Task directions ▸
Search the data for "impl". Each line containing it is to be copied.

Stored data ▸
——

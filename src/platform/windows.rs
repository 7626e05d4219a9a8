use super::{LockMode, PlatformLock, TryLock};
use fs2::FileExt;
use std::fs::File;
use std::io;

// ERROR_SHARING_VIOLATION
const SHARING_VIOLATION: i32 = 32;
// ERROR_LOCK_VIOLATION
const LOCK_VIOLATION: i32 = 33;

/// `LockFileEx` over the whole file. Region locks are mandatory and tied to
/// the handle that took them.
#[derive(Debug)]
pub struct WindowsLock;

fn is_contention(e: &io::Error) -> bool {
    matches!(e.raw_os_error(), Some(SHARING_VIOLATION) | Some(LOCK_VIOLATION))
        || e.kind() == io::ErrorKind::WouldBlock
}

impl PlatformLock for WindowsLock {
    fn try_lock(file: &File, mode: LockMode) -> io::Result<TryLock> {
        let result = match mode {
            LockMode::Shared => FileExt::try_lock_shared(file),
            LockMode::Exclusive => FileExt::try_lock_exclusive(file),
        };
        match result {
            Ok(()) => Ok(TryLock::Acquired),
            Err(e) if is_contention(&e) => Ok(TryLock::WouldBlock),
            Err(e) => Err(e),
        }
    }

    fn block_lock(file: &File, mode: LockMode) -> io::Result<()> {
        match mode {
            LockMode::Shared => FileExt::lock_shared(file),
            LockMode::Exclusive => FileExt::lock_exclusive(file),
        }
    }

    fn unlock(file: &File) -> io::Result<()> {
        FileExt::unlock(file)
    }
}
impl SessionStore {
    pub fn new(lock_timeout: Duration) -> Self {
        SessionStore {
            stations: RwLock::new(HashMap::new()),
            slots: RwLock::new(HashMap::new()),
            transactions: RwLock::new(HashMap::new()),
            closed: RwLock::new(HashMap::new()),
            groups: RwLock::new(HashMap::new()),
            profiles: RwLock::new(Vec::new()),
            lock_timeout,
        }
    }

    pub fn register_station(&self, station: Station) {
        tracing::info!(station_id = %station.station_id, "Registering station");
        {
            let mut slots = self.slots.write();
            for connector in &station.connectors {
                slots
                    .entry(ConnectorId::new(&station.station_id, connector.idx))
                    .or_insert_with(|| {
                        Arc::new(Mutex::new(ConnectorSlot {
                            connector: connector.clone(),
                            active: None,
                            override_limit: None,
                        }))
                    });
            }
        }
        self.stations.write().insert(
            station.station_id.clone(),
            StationRecord {
                station,
                delivery_failures: 0,
            },
        );
    }

    pub fn register_group(&self, group: ChargingGroup) {
        tracing::info!(group_id = %group.id, name = %group.name, "Registering charging group");
        self.groups.write().insert(group.id, group);
    }

    pub fn register_profile(&self, profile: PowerProfile) {
        self.profiles.write().push(profile);
    }

    pub fn contains_station(&self, station_id: &str) -> bool {
        self.stations.read().contains_key(station_id)
    }

    pub fn station_ids(&self) -> Vec<String> {
        let mut ids: Vec<String> = self.stations.read().keys().cloned().collect();
        ids.sort();
        ids
    }

    /// Station with its live connector state.
    pub fn station(&self, station_id: &str) -> Option<Station> {
        let mut station = self.stations.read().get(station_id)?.station.clone();
        station.connectors = self.connectors(station_id);
        Some(station)
    }

    /// Live connectors of a station, ordered by index.
    pub fn connectors(&self, station_id: &str) -> Vec<Connector> {
        let mut connectors: Vec<Connector> = self
            .station_slots(station_id)
            .into_iter()
            .filter_map(|(id, slot)| self.read_slot(&id, &slot, |s| s.connector.clone()))
            .collect();
        connectors.sort_by_key(|c| c.idx);
        connectors
    }

    fn read_slot<R>(
        &self,
        connector_id: &ConnectorId,
        slot: &Mutex<ConnectorSlot>,
        f: impl FnOnce(&ConnectorSlot) -> R,
    ) -> Option<R> {
        match slot.try_lock_for(self.lock_timeout) {
            Some(guard) => Some(f(&guard)),
            None => {
                tracing::warn!(connector_id = %connector_id, "Connector busy, left out of read");
                None
            }
        }
    }

    fn station_slots(&self, station_id: &str) -> Vec<(ConnectorId, Arc<Mutex<ConnectorSlot>>)> {
        self.slots
            .read()
            .iter()
            .filter(|(id, _)| id.station_id == station_id)
            .map(|(id, slot)| (id.clone(), slot.clone()))
            .collect()
    }

    /// Mutate the station record.
    pub fn update_station<R>(
        &self,
        station_id: &str,
        f: impl FnOnce(&mut Station) -> R,
    ) -> Result<R, SessionError> {
        let mut stations = self.stations.write();
        let record = stations
            .get_mut(station_id)
            .ok_or_else(|| SessionError::StationNotFound {
                station_id: station_id.to_string(),
            })?;
        Ok(f(&mut record.station))
    }

    /// Recompute the station status from its connectors. An `Offline`
    /// station keeps its status until it is heard from again.
    pub fn refresh_station_status(&self, station_id: &str) -> Result<ChargePointStatus, SessionError> {
        let connectors = self.connectors(station_id);
        self.update_station(station_id, |station| {
            if station.status != ChargePointStatus::Offline {
                let derived = derive_station_status(&connectors);
                if derived != ChargePointStatus::Unknown {
                    station.status = derived;
                }
            }
            station.status
        })
    }

    pub fn record_delivery_failure(&self, station_id: &str) -> Result<u32, SessionError> {
        let mut stations = self.stations.write();
        let record = stations
            .get_mut(station_id)
            .ok_or_else(|| SessionError::StationNotFound {
                station_id: station_id.to_string(),
            })?;
        record.delivery_failures += 1;
        Ok(record.delivery_failures)
    }

    pub fn delivery_failures(&self, station_id: &str) -> Option<u32> {
        self.stations
            .read()
            .get(station_id)
            .map(|record| record.delivery_failures)
    }

    /// Run `f` with exclusive access to one connector.
    pub fn with_slot<R>(
        &self,
        connector_id: &ConnectorId,
        f: impl FnOnce(&mut ConnectorSlot) -> Result<R, SessionError>,
    ) -> Result<R, SessionError> {
        let slot = self
            .slots
            .read()
            .get(connector_id)
            .cloned()
            .ok_or_else(|| SessionError::ConnectorNotFound {
                connector_id: connector_id.clone(),
            })?;
        let mut guard =
            slot.try_lock_for(self.lock_timeout)
                .ok_or_else(|| SessionError::LockTimeout {
                    connector_id: connector_id.clone(),
                })?;
        f(&mut guard)
    }

    /// Connector the transaction is running on, if it is still active.
    pub fn locate(&self, transaction_id: &str) -> Option<ConnectorId> {
        self.transactions.read().get(transaction_id).cloned()
    }

    /// Whether the transaction id was ever used, active or closed.
    pub fn is_known_transaction(&self, transaction_id: &str) -> bool {
        self.transactions.read().contains_key(transaction_id)
            || self.closed.read().contains_key(transaction_id)
    }

    /// Index a new session. Must be called while holding its slot.
    pub(crate) fn index_transaction(
        &self,
        transaction_id: &str,
        connector_id: &ConnectorId,
    ) -> Result<(), SessionError> {
        let mut transactions = self.transactions.write();
        if transactions.contains_key(transaction_id)
            || self.closed.read().contains_key(transaction_id)
        {
            return Err(SessionError::TransactionConflict {
                transaction_id: transaction_id.to_string(),
            });
        }
        transactions.insert(transaction_id.to_string(), connector_id.clone());
        Ok(())
    }

    /// Move a terminal session to the archive. Must be called while holding
    /// its slot.
    pub(crate) fn archive(&self, session: ChargingSession) {
        let mut transactions = self.transactions.write();
        transactions.remove(&session.transaction_id);
        self.closed
            .write()
            .insert(session.transaction_id.clone(), session);
    }

    pub fn session(&self, transaction_id: &str) -> Option<ChargingSession> {
        if let Some(connector_id) = self.locate(transaction_id) {
            let active = self
                .with_slot(&connector_id, |slot| {
                    Ok(slot
                        .active
                        .as_ref()
                        .filter(|s| s.transaction_id == transaction_id)
                        .cloned())
                })
                .ok()
                .flatten();
            if active.is_some() {
                return active;
            }
        }
        self.closed.read().get(transaction_id).cloned()
    }

    /// Non-terminal sessions of a station.
    pub fn active_sessions(&self, station_id: &str) -> Vec<ChargingSession> {
        let mut sessions: Vec<ChargingSession> = self
            .station_slots(station_id)
            .into_iter()
            .filter_map(|(id, slot)| self.read_slot(&id, &slot, |s| s.active.clone()).flatten())
            .collect();
        sessions.sort_by_key(|s| s.connector_id.idx);
        sessions
    }

    /// Non-terminal sessions of every station in a group.
    pub fn group_sessions(&self, group_id: uuid::Uuid) -> Vec<ChargingSession> {
        let members: Vec<String> = self
            .stations
            .read()
            .values()
            .filter(|record| record.station.group_id == Some(group_id))
            .map(|record| record.station.station_id.clone())
            .collect();
        let mut sessions: Vec<ChargingSession> = members
            .iter()
            .flat_map(|station_id| self.active_sessions(station_id))
            .collect();
        sessions.sort_by(|a, b| a.connector_id.cmp(&b.connector_id));
        sessions
    }

    pub fn groups(&self) -> Vec<ChargingGroup> {
        let mut groups: Vec<ChargingGroup> = self.groups.read().values().cloned().collect();
        groups.sort_by_key(|g| g.id);
        groups
    }

    pub fn group(&self, group_id: uuid::Uuid) -> Option<ChargingGroup> {
        self.groups.read().get(&group_id).cloned()
    }

    pub fn group_of_station(&self, station_id: &str) -> Option<uuid::Uuid> {
        self.stations
            .read()
            .get(station_id)
            .and_then(|record| record.station.group_id)
    }

    pub fn set_group_current_power(
        &self,
        group_id: uuid::Uuid,
        current_power: u32,
    ) -> Result<(), SessionError> {
        let mut groups = self.groups.write();
        let group = groups
            .get_mut(&group_id)
            .ok_or(SessionError::GroupNotFound { group_id })?;
        group.current_power = current_power;
        Ok(())
    }

    pub fn profiles(&self) -> Vec<PowerProfile> {
        self.profiles.read().clone()
    }

    /// Copy out what an allocation pass needs for one group.
    ///
    /// Expired overrides are dropped on the way.
    pub fn group_snapshot(
        &self,
        group_id: uuid::Uuid,
        now: DateTime<Utc>,
    ) -> Result<GroupSnapshot, SessionError> {
        let group = self
            .group(group_id)
            .ok_or(SessionError::GroupNotFound { group_id })?;

        let members: Vec<Station> = self
            .stations
            .read()
            .values()
            .filter(|record| record.station.group_id == Some(group_id))
            .map(|record| record.station.clone())
            .collect();

        let mut sessions = Vec::new();
        let mut fixed_load = 0u32;
        for station in &members {
            if !station.smart_charging_enabled {
                let station_draw: u32 = self
                    .connectors(&station.station_id)
                    .iter()
                    .filter(|c| c.status == ChargePointStatus::Charging)
                    .map(|c| station.session_max_power(c))
                    .sum();
                fixed_load = fixed_load.saturating_add(station_draw);
                continue;
            }
            for (connector_id, _) in self.station_slots(&station.station_id) {
                let demand = self.with_slot(&connector_id, |slot| {
                    if slot
                        .override_limit
                        .as_ref()
                        .is_some_and(|o| !o.is_active(now))
                    {
                        tracing::info!(connector_id = %connector_id, "Temporary limit expired");
                        slot.override_limit = None;
                    }
                    Ok(slot.active.as_ref().map(|session| SessionDemand {
                        transaction_id: session.transaction_id.clone(),
                        connector_id: connector_id.clone(),
                        started_at: session.started_at,
                        priority: session.priority,
                        min_power: session.min_power,
                        max_power: session.max_power,
                        allocated_power: session.allocated_power,
                        status: session.status,
                        override_limit: slot.override_limit.clone(),
                    }))
                })?;
                sessions.extend(demand);
            }
        }

        let profiles = self
            .profiles
            .read()
            .iter()
            .filter(|p| {
                p.group_id == Some(group_id)
                    || p
                        .station_id
                        .as_ref()
                        .is_some_and(|id| members.iter().any(|s| &s.station_id == id))
            })
            .cloned()
            .collect();

        Ok(GroupSnapshot {
            group,
            sessions,
            fixed_load,
            profiles,
        })
    }

    /// Record a granted limit. Returns the previous allocation, or `None`
    /// when the session ended or moved on since the snapshot.
    pub fn apply_grant(
        &self,
        connector_id: &ConnectorId,
        transaction_id: &str,
        limit: u32,
        status: SessionStatus,
    ) -> Result<Option<Option<u32>>, SessionError> {
        self.with_slot(connector_id, |slot| {
            let Some(session) = slot
                .active
                .as_mut()
                .filter(|s| s.transaction_id == transaction_id && !s.status.is_terminal())
            else {
                return Ok(None);
            };
            let previous = session.allocated_power;
            session.allocated_power = Some(limit);
            session.status = status;
            Ok(Some(previous))
        })
    }

    /// Undo a grant the station never acknowledged.
    pub fn revert_grant(
        &self,
        connector_id: &ConnectorId,
        transaction_id: &str,
        previous: Option<u32>,
    ) -> Result<(), SessionError> {
        self.with_slot(connector_id, |slot| {
            if let Some(session) = slot
                .active
                .as_mut()
                .filter(|s| s.transaction_id == transaction_id)
            {
                session.allocated_power = previous;
            }
            Ok(())
        })
    }

    pub fn set_override(
        &self,
        connector_id: &ConnectorId,
        override_limit: Option<LimitOverride>,
    ) -> Result<(), SessionError> {
        self.with_slot(connector_id, |slot| {
            slot.override_limit = override_limit;
            Ok(())
        })
    }
}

——

Solution ▸
impl PlatformLock for WindowsLock {
impl SessionStore {
        f: impl FnOnce(&ConnectorSlot) -> R,
        f: impl FnOnce(&mut Station) -> R,
        f: impl FnOnce(&mut ConnectorSlot) -> Result<R, SessionError>,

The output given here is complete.